BARU-baru ini seorang turis asal Singapura diserang oleh Komodo di Pulau Komodo, Nusa Tenggara Timur (NTT). Turis tersebut digigit oleh komodo dan mengalami luka yang cukup parah.
Komodo merupakan kadal purba terbesar di dunia yang hanya hidup di Indonesia, atau tepatnya sekitar NTT. Komodo termasuk hewan karnivora dengan memakan hampir semua yang mereka temui, seperti rusa, babi, kerbau, bahkan manusia.

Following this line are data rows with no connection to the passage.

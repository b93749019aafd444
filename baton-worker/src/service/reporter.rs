//! Result reporter
//!
//! Sends task outcomes back to the server. A report that fails on a
//! transport error or a server-side error is retried with exponential
//! backoff; a rejected report (4xx) is not. When every attempt fails the
//! task is left to the server's lease timeout.

use baton_core::domain::task::{Task, TaskExecLog};
use std::sync::Arc;
use std::time::Duration;
use tracing::{debug, error, info, warn};

use crate::config::RunnerConfig;
use crate::execution::ExecutionOutcome;
use crate::repository::TaskRepository;

const MAX_RETRY_DELAY: Duration = Duration::from_secs(30);

/// Posts execution outcomes through a [`TaskRepository`]
#[derive(Clone)]
pub struct ResultReporter {
    repository: Arc<dyn TaskRepository>,
    worker_id: String,
    retry_count: u32,
    retry_delay: Duration,
}

impl ResultReporter {
    pub fn new(repository: Arc<dyn TaskRepository>, config: &RunnerConfig) -> Self {
        Self {
            repository,
            worker_id: config.worker_id.clone(),
            retry_count: config.update_retry_count,
            retry_delay: config.update_retry_delay,
        }
    }

    /// Reports the outcome of `task`
    ///
    /// Returns whether the server accepted the result. Failures are logged
    /// here; callers only need the flag.
    pub async fn report(&self, task: &Task, outcome: ExecutionOutcome, logs: Vec<TaskExecLog>) -> bool {
        match &outcome {
            ExecutionOutcome::Completed(_) => {
                info!("Task {} ({}) completed", task.task_id, task.def_name());
            }
            ExecutionOutcome::Failed { reason, terminal } => {
                warn!(
                    "Task {} ({}) failed{}: {}",
                    task.task_id,
                    task.def_name(),
                    if *terminal { " terminally" } else { "" },
                    reason
                );
            }
        }

        let result = outcome.into_task_result(task, &self.worker_id, logs);
        let mut attempt = 0;
        let mut delay = self.retry_delay;

        loop {
            attempt += 1;

            match self.repository.update_task(&result).await {
                Ok(()) => {
                    if attempt > 1 {
                        info!(
                            "Reported result of task {} after {} attempt(s)",
                            task.task_id, attempt
                        );
                    } else {
                        debug!("Reported result of task {}", task.task_id);
                    }
                    return true;
                }
                Err(e) if !e.is_retryable() => {
                    error!(
                        "Server rejected result of task {}, not retrying: {}",
                        task.task_id, e
                    );
                    return false;
                }
                Err(e) => {
                    if attempt > self.retry_count {
                        error!(
                            "Failed to report result of task {} after {} attempt(s): {}",
                            task.task_id, attempt, e
                        );
                        return false;
                    }

                    warn!(
                        "Failed to report result of task {} (attempt {}/{}): {}. Retrying in {:?}",
                        task.task_id,
                        attempt,
                        self.retry_count + 1,
                        e,
                        delay
                    );

                    tokio::time::sleep(delay).await;
                    delay = (delay * 2).min(MAX_RETRY_DELAY);
                }
            }
        }
    }
}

Meskipun membahayakan dan dapat membunuh manusia, kasus tersebut jarang terjadi. Hanya ada 5 serangan mematikan dari komodo terhadap manusia yang dilaporkan sejak 1974. Insiden terakhir menimpa turis Singapura yang diketahui bernama Lon Lee Alle. Seperti dikutip dari The Sun, diketahui turis berusia 50 tahun tersebut menolak menyewa pemandu wisata dan mengabaikan peringatan dari penduduk setempat. Lalu, Lon Lee Alle berkelana sendirian ke daerah terpencil untuk menyaksikan binatang buas ini melahap kambing dan babi di wilayah Manggarai Barat.
Lon Lee Alle yang sedang asyik memotret tidak menyadari kehadiran komodo lain. Saat itulah komodo yang diperkirakan sepanjang 2,4 meter menerkam, menjepit rahangnya ke kaki turis tersebut.
Lalu, seberapa berbahayanya komodo?
Komodo memiliki ekor berotot, kepala yang panjang dan moncong bulat, kaki membungkuk. Selain itu, hewan reptil ini memiliki cakar yang tajam dan gigi seperti hiu yang mereka gunakan untuk melahap mangsa. Tapi, yang paling berbahaya, komodo membunuh mangsanya pada perburuan dengan menggunakan lebih dari 50 strain bakteri dalam air liur. Air liur komodo akan meracuni buruan, menyebabkan kematian dalam waktu 24 jam.
Darah komodo jadi antibiotik baru?
Namun, kadal raksasa ini seperti tidak terpengaruh atau kebal terhadap bakteri tersebut. Berangkat dari hal tersebut, ilmuwan berpikir darah naga bisa menawarkan pengobatan baru untuk luka yang terinfeksi. Para ilmuwan di George Mason University Amerika Serikat menciptakan senyawa sintetis berdasarkan molekul darah komodo yang memiliki aktivitas antimikroba.
Mereka menemukannya mempromosikan penyembuhan luka yang terinfeksi pada tikus percobaan. Para ilmuwan percaya ini bisa menjadi langkah maju dalam upaya untuk menemukan antibiotik baru yang diperlukan melawan patogen resisten.